BORROWED DATA 2: MERIDIAN IQOE Project Archives
The Marine Environmental Research Infrastructure for Data Integration and Application Network (MERIDIAN) Consortium’s International Quiet Ocean Experiment (IQOE) archives – https://iqoe.org.
This international project’s associated literature library, acoustic data portal, archive of marine animal sounds and information about acoustic observing systems represent useful resources for drawing into my research information (and metadata) about environmental applications and interpretations of ocean sound data, as well as insights into how such data is used by scholars, scientists and policymakers to construct understandings of climate futures and outcomes, applied conceptualizations of the relations among the natural, technological, and sociocultural (or envirotechnical nature of oceanic space and placemaking), the construction and interpretation of anthropogenic noise pollution upon oceanic environs, and anthropogenic impacts upon oceans and seas (as well as their residual impacts upon human and other forms of life), more broadly.

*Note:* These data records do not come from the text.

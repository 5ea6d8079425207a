/*!
## Relational operations

All comparisons write a boolean into the return variable, which must
already carry the `bool` tag. Numeric equality uses an absolute tolerance
so values that survived the textual round trip still compare equal; the
`isChars*` pair compares the resolved text of non-numeric operands.
*/

use super::{SectionMemory, Val};
use crate::error;
use crate::lang::{literal, Error};

type Result<T> = std::result::Result<T, Error>;

const EPSILON: f64 = 1e-12;

fn require_return(mem: &SectionMemory, ret: &str) -> Result<()> {
    if ret == "nullptr" || !mem.contains(ret) {
        return Err(error!(UnknownReturnAddress; "can't find the return address '{}'", ret));
    }
    Ok(())
}

fn operands(params: &[String], mem: &SectionMemory) -> Result<(String, String)> {
    if params.len() != 2 {
        return Err(error!(Parse; "relational operations take exactly two parameters"));
    }
    Ok((
        mem.resolve_token(&params[0])?,
        mem.resolve_token(&params[1])?,
    ))
}

fn store(mem: &mut SectionMemory, ret: &str, value: bool, op: &str) -> Result<()> {
    match mem.get(ret)? {
        Val::Bool(_) => mem.reinsert(ret, Val::Bool(value)),
        _ => Err(error!(TypeMismatch; "{}() requires a boolean return address", op)),
    }
}

fn numeric_pair(left: &str, right: &str, op: &str, hint: &str) -> Result<(f64, f64)> {
    if !literal::is_number(left) || !literal::is_number(right) {
        return Err(error!(TypeMismatch; "{}() compares numbers; use {}()", op, hint));
    }
    Ok((literal::parse_float(left)?, literal::parse_float(right)?))
}

pub fn is_equal(params: &[String], ret: &str, mem: &mut SectionMemory) -> Result<()> {
    require_return(mem, ret)?;
    let (left, right) = operands(params, mem)?;
    let (a, b) = numeric_pair(&left, &right, "isEqual", "isCharsEqual")?;
    store(mem, ret, (a - b).abs() < EPSILON, "isEqual")
}

pub fn is_not_equal(params: &[String], ret: &str, mem: &mut SectionMemory) -> Result<()> {
    require_return(mem, ret)?;
    let (left, right) = operands(params, mem)?;
    let (a, b) = numeric_pair(&left, &right, "isNotEqual", "isCharsNotEqual")?;
    store(mem, ret, (a - b).abs() >= EPSILON, "isNotEqual")
}

pub fn compare(
    params: &[String],
    ret: &str,
    mem: &mut SectionMemory,
    op: &str,
    cmp: fn(f64, f64) -> bool,
) -> Result<()> {
    require_return(mem, ret)?;
    let (left, right) = operands(params, mem)?;
    let (a, b) = numeric_pair(&left, &right, op, "isCharsEqual")?;
    store(mem, ret, cmp(a, b), op)
}

pub fn chars_equal(
    params: &[String],
    ret: &str,
    mem: &mut SectionMemory,
    negate: bool,
) -> Result<()> {
    let op = if negate { "isCharsNotEqual" } else { "isCharsEqual" };
    require_return(mem, ret)?;
    let (left, right) = operands(params, mem)?;
    if literal::is_number(&left) || literal::is_number(&right) {
        let hint = if negate { "isNotEqual" } else { "isEqual" };
        return Err(error!(TypeMismatch; "{}() compares text; use {}()", op, hint));
    }
    let equal = left == right;
    store(mem, ret, if negate { !equal } else { equal }, op)
}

BORROWED DATA 3: National Centers for Environmental Information & NOAA Central Library – https://oceanexplorer.noaa.gov/data/access/access.html
The United States National Oceanic and Atmospheric Administration Central Library and Centers for Environmental Information maintain both physical and digital archives rich in a broad array of oceanic and atmospheric data from their searchable digital atlas to their extensive collections of documents, images, footage, recordings and other archival data of historical and contemporary relevance to global and national marine sciences and technology, environmental and climate science, among others, making this resource a centrally valuable one for those interested in the construction of oceanic environments, the envirotechnical processes of conceptualizing place, making knowledge, and projecting futures with, for and about the oceans and seas. (Note: same applies to equally relevant MBLWHOI data library and archives.)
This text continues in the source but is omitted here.